# [ABOUT THIS EXERCISE]
Write how many lines in the records below include the string "return". No other text should be given.

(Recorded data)
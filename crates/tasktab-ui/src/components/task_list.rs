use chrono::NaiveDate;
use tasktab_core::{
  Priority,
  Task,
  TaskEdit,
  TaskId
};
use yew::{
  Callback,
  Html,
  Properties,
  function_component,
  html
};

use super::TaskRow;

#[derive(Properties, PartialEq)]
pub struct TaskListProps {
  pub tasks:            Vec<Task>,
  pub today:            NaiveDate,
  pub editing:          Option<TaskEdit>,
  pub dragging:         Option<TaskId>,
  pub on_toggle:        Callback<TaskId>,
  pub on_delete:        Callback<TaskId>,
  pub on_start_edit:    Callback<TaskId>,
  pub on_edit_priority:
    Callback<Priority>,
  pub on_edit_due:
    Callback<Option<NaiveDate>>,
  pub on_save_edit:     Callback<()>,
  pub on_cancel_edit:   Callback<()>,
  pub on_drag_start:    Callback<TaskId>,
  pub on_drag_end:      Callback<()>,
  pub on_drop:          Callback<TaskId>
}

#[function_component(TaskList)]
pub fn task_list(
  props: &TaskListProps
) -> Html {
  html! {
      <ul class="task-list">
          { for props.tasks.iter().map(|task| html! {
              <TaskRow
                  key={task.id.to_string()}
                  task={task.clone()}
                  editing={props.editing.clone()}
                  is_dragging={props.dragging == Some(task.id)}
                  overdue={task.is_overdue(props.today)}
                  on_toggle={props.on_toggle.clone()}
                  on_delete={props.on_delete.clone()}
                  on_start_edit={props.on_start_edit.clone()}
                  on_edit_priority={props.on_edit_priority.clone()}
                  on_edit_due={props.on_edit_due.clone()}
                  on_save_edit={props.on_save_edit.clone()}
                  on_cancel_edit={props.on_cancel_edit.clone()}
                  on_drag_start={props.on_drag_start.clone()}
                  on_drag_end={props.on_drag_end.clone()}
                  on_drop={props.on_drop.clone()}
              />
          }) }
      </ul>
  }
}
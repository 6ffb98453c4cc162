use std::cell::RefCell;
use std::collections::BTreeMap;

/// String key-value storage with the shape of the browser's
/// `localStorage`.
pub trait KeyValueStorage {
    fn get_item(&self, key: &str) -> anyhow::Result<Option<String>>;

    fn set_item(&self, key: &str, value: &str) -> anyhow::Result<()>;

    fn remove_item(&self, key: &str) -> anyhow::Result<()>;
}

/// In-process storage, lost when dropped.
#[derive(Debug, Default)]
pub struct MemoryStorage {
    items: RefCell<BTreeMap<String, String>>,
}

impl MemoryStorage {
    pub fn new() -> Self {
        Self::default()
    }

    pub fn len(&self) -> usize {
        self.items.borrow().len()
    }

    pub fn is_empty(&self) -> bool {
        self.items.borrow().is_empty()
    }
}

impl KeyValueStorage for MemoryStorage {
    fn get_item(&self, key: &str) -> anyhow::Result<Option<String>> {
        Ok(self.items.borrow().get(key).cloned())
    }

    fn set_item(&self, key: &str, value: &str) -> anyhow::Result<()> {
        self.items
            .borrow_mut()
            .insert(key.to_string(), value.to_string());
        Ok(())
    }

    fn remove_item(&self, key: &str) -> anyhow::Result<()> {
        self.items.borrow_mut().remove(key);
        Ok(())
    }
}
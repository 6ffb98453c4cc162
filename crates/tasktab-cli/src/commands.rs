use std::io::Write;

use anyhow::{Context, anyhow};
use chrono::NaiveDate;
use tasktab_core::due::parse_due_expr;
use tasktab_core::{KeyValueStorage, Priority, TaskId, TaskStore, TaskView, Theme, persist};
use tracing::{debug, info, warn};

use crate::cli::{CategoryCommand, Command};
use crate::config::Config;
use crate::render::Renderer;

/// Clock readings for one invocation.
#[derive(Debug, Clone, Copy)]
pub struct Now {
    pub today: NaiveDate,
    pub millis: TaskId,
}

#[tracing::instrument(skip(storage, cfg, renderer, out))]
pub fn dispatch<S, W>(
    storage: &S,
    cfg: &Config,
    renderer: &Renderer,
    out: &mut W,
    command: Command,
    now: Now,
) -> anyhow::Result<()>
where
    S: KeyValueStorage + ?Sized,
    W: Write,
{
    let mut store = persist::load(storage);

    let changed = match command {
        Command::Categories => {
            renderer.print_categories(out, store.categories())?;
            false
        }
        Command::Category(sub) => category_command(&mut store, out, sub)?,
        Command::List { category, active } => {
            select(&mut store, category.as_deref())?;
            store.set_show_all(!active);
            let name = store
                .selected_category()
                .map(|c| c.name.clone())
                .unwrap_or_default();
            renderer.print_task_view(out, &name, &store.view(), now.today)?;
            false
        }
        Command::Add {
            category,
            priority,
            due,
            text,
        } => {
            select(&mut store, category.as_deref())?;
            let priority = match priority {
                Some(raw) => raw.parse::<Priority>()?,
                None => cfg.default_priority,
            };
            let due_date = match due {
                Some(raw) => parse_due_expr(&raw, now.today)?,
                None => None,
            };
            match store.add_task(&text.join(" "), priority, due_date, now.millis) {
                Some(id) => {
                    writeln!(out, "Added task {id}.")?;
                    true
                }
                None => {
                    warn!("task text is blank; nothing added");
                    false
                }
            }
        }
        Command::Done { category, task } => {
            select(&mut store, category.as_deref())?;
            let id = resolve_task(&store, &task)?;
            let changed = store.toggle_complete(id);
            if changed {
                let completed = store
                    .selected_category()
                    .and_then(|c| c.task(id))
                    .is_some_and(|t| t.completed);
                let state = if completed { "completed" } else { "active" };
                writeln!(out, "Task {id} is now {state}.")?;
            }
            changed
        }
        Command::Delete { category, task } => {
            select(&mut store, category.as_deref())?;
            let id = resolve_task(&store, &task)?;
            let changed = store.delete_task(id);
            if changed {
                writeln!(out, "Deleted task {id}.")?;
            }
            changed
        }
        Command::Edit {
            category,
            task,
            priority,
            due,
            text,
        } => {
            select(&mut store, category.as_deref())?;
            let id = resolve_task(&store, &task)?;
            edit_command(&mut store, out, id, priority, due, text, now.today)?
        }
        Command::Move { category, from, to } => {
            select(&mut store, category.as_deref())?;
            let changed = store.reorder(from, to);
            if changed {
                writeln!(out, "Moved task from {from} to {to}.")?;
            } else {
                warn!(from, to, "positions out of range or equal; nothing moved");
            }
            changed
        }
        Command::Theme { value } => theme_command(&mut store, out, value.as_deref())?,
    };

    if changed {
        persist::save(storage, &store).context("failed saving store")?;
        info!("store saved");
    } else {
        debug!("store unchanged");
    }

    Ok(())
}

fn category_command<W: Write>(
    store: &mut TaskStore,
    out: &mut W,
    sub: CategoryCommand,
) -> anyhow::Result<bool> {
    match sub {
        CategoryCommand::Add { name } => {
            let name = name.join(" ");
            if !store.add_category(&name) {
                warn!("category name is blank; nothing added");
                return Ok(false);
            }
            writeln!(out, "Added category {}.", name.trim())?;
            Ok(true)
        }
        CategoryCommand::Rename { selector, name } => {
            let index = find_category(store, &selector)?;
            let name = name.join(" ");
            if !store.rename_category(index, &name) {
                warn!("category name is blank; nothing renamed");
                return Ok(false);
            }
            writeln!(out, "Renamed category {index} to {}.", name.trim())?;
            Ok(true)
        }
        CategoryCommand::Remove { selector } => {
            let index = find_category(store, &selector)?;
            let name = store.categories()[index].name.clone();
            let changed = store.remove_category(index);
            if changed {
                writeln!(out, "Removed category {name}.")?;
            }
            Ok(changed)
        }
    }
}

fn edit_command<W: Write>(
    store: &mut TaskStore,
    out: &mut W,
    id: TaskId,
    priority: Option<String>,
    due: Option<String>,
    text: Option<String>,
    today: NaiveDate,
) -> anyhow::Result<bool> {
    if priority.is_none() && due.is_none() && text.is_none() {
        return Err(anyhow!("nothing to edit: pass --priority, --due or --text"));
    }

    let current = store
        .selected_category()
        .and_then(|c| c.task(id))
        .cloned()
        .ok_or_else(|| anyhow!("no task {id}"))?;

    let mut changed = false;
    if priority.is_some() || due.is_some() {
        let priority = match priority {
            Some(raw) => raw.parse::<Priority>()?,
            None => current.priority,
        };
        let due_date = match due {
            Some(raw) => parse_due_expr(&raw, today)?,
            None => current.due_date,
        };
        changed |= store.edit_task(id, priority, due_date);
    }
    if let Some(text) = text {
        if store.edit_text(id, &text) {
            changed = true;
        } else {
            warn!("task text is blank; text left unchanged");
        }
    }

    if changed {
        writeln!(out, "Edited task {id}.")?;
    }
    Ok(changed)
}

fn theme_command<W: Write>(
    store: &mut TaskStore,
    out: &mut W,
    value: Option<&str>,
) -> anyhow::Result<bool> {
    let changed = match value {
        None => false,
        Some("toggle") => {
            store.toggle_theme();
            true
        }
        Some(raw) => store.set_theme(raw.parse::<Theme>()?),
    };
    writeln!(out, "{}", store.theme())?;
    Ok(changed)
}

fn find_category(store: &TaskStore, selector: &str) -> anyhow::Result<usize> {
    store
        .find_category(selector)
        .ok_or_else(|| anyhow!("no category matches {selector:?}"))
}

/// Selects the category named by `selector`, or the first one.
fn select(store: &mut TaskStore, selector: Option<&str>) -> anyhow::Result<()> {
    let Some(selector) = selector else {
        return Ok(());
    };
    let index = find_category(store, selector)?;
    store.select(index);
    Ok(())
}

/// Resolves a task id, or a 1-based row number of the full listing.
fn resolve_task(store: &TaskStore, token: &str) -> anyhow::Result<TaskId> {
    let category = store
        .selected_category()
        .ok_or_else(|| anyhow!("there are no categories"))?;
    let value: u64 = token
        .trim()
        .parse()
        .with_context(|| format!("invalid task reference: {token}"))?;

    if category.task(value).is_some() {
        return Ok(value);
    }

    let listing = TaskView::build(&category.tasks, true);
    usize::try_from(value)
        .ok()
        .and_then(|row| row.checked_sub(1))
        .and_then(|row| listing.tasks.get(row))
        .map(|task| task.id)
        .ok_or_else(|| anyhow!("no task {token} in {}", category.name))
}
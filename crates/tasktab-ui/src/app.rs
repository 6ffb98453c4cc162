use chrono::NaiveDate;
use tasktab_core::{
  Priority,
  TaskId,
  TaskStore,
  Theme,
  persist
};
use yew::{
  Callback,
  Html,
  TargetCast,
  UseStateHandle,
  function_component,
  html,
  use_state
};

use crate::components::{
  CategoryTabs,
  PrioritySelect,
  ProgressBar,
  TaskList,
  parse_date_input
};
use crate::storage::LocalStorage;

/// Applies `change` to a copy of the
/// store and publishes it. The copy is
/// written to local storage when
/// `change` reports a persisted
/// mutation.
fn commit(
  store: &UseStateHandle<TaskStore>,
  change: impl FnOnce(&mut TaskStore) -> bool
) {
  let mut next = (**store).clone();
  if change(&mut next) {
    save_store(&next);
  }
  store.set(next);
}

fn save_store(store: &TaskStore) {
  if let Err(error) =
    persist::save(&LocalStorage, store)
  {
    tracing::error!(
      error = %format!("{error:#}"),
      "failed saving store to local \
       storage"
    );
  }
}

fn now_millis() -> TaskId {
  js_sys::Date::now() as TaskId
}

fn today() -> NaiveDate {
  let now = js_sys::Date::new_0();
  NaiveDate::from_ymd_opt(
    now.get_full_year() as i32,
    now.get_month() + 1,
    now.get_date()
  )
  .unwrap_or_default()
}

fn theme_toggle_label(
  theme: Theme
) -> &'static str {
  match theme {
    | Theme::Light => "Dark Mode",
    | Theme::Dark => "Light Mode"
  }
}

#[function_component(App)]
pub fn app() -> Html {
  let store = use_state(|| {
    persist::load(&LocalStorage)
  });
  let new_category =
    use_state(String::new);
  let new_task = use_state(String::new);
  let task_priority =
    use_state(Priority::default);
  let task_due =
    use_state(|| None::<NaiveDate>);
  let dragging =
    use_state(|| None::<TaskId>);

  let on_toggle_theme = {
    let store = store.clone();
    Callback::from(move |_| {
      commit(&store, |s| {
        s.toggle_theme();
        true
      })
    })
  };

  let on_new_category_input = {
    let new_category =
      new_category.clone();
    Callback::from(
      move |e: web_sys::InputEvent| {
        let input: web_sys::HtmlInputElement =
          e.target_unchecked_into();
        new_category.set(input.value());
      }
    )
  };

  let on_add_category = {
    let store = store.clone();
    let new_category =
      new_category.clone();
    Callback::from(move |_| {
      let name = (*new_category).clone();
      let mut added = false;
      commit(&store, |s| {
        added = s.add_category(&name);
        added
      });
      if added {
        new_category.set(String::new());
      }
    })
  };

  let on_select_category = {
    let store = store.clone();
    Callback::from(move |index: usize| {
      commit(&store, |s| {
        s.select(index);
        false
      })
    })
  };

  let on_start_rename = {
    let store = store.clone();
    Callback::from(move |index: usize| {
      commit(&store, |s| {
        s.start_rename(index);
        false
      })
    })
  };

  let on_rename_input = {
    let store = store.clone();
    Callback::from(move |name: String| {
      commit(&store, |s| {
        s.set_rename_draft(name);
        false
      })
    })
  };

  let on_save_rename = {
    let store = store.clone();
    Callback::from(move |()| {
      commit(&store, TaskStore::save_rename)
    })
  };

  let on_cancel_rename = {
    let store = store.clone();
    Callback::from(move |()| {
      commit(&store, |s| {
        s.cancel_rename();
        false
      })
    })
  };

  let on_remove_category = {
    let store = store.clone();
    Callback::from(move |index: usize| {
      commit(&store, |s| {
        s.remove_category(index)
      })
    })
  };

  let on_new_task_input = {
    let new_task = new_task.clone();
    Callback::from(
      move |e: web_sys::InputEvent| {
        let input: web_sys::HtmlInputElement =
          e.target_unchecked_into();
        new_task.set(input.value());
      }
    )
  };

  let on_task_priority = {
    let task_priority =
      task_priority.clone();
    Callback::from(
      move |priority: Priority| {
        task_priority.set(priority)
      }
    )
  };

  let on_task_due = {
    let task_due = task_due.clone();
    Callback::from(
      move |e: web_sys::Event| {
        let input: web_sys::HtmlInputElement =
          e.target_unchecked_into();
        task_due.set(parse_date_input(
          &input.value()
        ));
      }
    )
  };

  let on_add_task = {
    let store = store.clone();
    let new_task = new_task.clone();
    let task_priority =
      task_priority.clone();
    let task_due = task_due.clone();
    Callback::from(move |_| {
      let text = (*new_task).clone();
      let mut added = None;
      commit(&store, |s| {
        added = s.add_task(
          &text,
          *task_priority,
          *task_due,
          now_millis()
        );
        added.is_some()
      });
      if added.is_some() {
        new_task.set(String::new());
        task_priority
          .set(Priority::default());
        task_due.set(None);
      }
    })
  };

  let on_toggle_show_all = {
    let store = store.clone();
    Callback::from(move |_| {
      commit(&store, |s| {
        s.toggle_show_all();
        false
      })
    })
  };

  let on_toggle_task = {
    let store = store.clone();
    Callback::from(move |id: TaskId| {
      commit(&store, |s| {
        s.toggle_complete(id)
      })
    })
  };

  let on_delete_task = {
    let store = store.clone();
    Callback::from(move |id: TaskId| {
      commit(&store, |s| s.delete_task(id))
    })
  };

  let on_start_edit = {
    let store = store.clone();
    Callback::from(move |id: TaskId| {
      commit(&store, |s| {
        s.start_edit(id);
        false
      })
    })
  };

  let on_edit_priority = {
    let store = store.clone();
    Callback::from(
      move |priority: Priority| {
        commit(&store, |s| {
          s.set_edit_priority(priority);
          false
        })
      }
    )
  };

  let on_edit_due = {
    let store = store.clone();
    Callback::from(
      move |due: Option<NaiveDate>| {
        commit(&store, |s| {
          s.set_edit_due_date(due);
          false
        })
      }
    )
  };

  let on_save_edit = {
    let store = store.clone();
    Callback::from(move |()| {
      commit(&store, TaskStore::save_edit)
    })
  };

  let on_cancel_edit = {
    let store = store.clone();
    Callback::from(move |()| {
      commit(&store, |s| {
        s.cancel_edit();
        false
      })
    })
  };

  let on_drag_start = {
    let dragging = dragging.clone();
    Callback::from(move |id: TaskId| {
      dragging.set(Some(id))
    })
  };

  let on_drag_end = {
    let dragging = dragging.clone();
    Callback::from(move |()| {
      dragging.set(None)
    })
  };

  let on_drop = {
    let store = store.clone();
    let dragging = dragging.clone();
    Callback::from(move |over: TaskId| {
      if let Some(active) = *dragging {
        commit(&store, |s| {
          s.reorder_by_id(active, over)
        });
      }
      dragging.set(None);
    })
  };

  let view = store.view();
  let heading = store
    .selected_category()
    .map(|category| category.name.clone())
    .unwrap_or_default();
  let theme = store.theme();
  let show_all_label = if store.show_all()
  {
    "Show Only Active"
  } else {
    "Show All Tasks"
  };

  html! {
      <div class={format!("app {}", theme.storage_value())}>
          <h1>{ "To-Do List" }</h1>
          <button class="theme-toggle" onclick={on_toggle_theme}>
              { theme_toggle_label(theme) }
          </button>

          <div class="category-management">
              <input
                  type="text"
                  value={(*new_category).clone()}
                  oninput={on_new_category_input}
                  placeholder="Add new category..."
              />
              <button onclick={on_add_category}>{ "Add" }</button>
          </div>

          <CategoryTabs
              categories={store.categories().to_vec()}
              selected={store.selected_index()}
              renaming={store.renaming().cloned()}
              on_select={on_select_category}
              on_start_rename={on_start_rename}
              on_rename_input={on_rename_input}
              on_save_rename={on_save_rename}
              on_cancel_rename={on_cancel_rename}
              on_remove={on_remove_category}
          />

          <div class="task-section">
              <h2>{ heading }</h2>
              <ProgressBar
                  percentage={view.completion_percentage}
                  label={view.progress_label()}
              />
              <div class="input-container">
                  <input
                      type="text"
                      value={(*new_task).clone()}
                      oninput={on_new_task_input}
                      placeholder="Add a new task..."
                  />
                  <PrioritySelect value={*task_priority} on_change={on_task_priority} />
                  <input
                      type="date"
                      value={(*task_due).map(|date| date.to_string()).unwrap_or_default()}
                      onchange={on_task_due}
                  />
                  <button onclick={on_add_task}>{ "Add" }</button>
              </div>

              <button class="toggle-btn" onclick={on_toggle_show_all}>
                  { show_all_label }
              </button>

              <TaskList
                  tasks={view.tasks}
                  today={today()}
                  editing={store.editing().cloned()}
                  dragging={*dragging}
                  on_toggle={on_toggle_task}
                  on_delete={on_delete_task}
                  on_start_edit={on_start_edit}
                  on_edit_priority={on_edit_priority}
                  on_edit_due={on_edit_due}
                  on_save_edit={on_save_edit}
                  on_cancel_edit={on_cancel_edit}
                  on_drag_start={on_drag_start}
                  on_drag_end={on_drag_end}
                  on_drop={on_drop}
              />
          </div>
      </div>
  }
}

# [FINAL ANSWER]
5